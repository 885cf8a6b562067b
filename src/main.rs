use std::path::PathBuf;
use std::sync::Arc;

use anyhow::{Context, Result};
use clap::Parser;
use tracing::{error, info};

use outfit_finder::client::HttpPredictionClient;
use outfit_finder::config::Config;
use outfit_finder::input::load_candidate;
use outfit_finder::models::Gender;
use outfit_finder::page::Page;
use outfit_finder::{StyleFinder, SubmissionController, SubmissionState, UiEvent};

#[derive(Parser)]
#[clap(
    name = "outfit-finder",
    version,
    about = "Get styling advice for a photo and shopping links for the look"
)]
struct Cli {
    /// Photo to analyse (JPG, PNG or WEBP)
    #[clap(long)]
    photo: PathBuf,

    /// male, female or other
    #[clap(long, default_value = "female")]
    gender: Gender,

    #[clap(long, default_value = "Casual")]
    occasion: String,

    /// Write the rendered results page to this file
    #[clap(long)]
    html: Option<PathBuf>,

    /// Prediction endpoint, overrides STYLIST_ENDPOINT
    #[clap(long)]
    endpoint: Option<String>,
}

#[tokio::main(flavor = "current_thread")]
async fn main() -> Result<()> {
    dotenvy::dotenv().ok();
    tracing_subscriber::fmt::init();

    let cli = Cli::parse();

    let mut config = Config::from_env()?;
    if let Some(endpoint) = cli.endpoint {
        config.endpoint = endpoint;
    }

    info!("Starting Outfit Finder against {}", config.endpoint);

    let service = Arc::new(HttpPredictionClient::new(&config)?);
    let controller = SubmissionController::new(Page::with_preferences(cli.gender, cli.occasion))
        .with_max_upload_bytes(config.max_upload_bytes);
    let mut finder = StyleFinder::new(controller, service);

    let candidate = load_candidate(&cli.photo).await?;
    finder.dispatch(UiEvent::FilePicked(candidate));
    finder.dispatch(UiEvent::Submit);
    finder.run_until_settled().await;

    let notices = finder.page_mut().take_notices();
    for notice in &notices {
        eprintln!("{notice}");
    }

    if let Some(path) = &cli.html {
        tokio::fs::write(path, finder.page().to_html())
            .await
            .with_context(|| format!("Failed to write {}", path.display()))?;
        info!("Wrote results page to {}", path.display());
    }

    match (finder.state(), finder.controller().view()) {
        (SubmissionState::Displayed, Some(view)) => {
            print!("{view}");
            Ok(())
        }
        _ => {
            error!("No recommendations were produced");
            Err(anyhow::anyhow!(
                notices
                    .last()
                    .cloned()
                    .unwrap_or_else(|| "No recommendations were produced".to_string())
            ))
        }
    }
}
------------------------
All the lines above need to be printed again, exactly.

**Task solution**
repository 885cf8a6b562067b
filename src/main.rs
use std::path::PathBuf;
use std::sync::Arc;

use anyhow::{Context, Result};
use clap::Parser;
use tracing::{error, info};

use outfit_finder::client::HttpPredictionClient;
use outfit_finder::config::Config;
use outfit_finder::input::load_candidate;
use outfit_finder::models::Gender;
use outfit_finder::page::Page;
use outfit_finder::{StyleFinder, SubmissionController, SubmissionState, UiEvent};

#[derive(Parser)]
#[clap(
    name = "outfit-finder",
    version,
    about = "Get styling advice for a photo and shopping links for the look"
)]
struct Cli {
    /// Photo to analyse (JPG, PNG or WEBP)
    #[clap(long)]
    photo: PathBuf,

    /// male, female or other
    #[clap(long, default_value = "female")]
    gender: Gender,

    #[clap(long, default_value = "Casual")]
    occasion: String,

    /// Write the rendered results page to this file
    #[clap(long)]
    html: Option<PathBuf>,

    /// Prediction endpoint, overrides STYLIST_ENDPOINT
    #[clap(long)]
    endpoint: Option<String>,
}

#[tokio::main(flavor = "current_thread")]
async fn main() -> Result<()> {
    dotenvy::dotenv().ok();
    tracing_subscriber::fmt::init();

    let cli = Cli::parse();

    let mut config = Config::from_env()?;
    if let Some(endpoint) = cli.endpoint {
        config.endpoint = endpoint;
    }

    info!("Starting Outfit Finder against {}", config.endpoint);

    let service = Arc::new(HttpPredictionClient::new(&config)?);
    let controller = SubmissionController::new(Page::with_preferences(cli.gender, cli.occasion))
        .with_max_upload_bytes(config.max_upload_bytes);
    let mut finder = StyleFinder::new(controller, service);

    let candidate = load_candidate(&cli.photo).await?;
    finder.dispatch(UiEvent::FilePicked(candidate));
    finder.dispatch(UiEvent::Submit);
    finder.run_until_settled().await;

    let notices = finder.page_mut().take_notices();
    for notice in &notices {
        eprintln!("{notice}");
    }

    if let Some(path) = &cli.html {
        tokio::fs::write(path, finder.page().to_html())
            .await
            .with_context(|| format!("Failed to write {}", path.display()))?;
        info!("Wrote results page to {}", path.display());
    }

    match (finder.state(), finder.controller().view()) {
        (SubmissionState::Displayed, Some(view)) => {
            print!("{view}");
            Ok(())
        }
        _ => {
            error!("No recommendations were produced");
            Err(anyhow::anyhow!(
                notices
                    .last()
                    .cloned()
                    .unwrap_or_else(|| "No recommendations were produced".to_string())
            ))
        }
    }
}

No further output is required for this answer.